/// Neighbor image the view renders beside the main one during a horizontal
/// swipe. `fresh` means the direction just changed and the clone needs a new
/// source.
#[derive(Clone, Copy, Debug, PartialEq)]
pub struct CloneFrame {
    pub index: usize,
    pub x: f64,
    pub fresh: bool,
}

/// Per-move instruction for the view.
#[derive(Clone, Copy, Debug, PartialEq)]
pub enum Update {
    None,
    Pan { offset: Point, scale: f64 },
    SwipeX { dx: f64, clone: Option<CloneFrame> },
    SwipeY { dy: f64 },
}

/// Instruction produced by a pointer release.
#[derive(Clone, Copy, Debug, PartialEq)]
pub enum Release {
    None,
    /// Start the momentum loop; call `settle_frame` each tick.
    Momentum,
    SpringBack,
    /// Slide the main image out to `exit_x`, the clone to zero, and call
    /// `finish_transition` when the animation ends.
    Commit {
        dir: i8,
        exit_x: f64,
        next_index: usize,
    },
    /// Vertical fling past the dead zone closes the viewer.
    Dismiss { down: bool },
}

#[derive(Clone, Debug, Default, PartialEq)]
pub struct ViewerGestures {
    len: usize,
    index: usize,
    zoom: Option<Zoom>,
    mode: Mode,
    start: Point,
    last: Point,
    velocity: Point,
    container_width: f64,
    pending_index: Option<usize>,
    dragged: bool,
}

----

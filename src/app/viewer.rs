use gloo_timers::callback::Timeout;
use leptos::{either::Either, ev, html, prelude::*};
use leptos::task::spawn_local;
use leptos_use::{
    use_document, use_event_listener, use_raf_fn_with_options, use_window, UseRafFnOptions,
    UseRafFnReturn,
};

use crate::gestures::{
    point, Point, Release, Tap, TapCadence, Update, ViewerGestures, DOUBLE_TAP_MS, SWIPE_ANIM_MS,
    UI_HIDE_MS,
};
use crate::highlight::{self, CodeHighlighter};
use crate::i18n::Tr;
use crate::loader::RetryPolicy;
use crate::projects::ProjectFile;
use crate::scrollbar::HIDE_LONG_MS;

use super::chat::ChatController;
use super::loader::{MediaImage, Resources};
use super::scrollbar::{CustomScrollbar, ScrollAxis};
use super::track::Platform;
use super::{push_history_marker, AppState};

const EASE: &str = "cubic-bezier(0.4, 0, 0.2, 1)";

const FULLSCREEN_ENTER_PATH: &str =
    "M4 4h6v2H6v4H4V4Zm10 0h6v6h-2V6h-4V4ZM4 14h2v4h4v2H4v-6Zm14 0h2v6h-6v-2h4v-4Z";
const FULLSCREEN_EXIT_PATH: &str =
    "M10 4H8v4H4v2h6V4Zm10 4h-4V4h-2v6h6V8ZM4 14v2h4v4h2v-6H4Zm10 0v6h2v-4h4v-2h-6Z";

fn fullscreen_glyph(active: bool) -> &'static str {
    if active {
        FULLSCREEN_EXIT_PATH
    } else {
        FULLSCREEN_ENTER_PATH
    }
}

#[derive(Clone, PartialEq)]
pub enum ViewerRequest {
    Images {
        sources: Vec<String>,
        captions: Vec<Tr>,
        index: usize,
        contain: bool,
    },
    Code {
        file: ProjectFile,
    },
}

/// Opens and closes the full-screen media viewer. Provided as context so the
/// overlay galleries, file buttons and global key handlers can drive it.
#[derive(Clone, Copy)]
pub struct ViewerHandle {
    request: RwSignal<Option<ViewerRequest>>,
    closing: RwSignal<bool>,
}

----

## What this task involves
Working through the records, copy each line in which the word "usize" appears.

## Response for this exercise
    pub index: usize,
        next_index: usize,
    len: usize,
    index: usize,
    pending_index: Option<usize>,
        index: usize,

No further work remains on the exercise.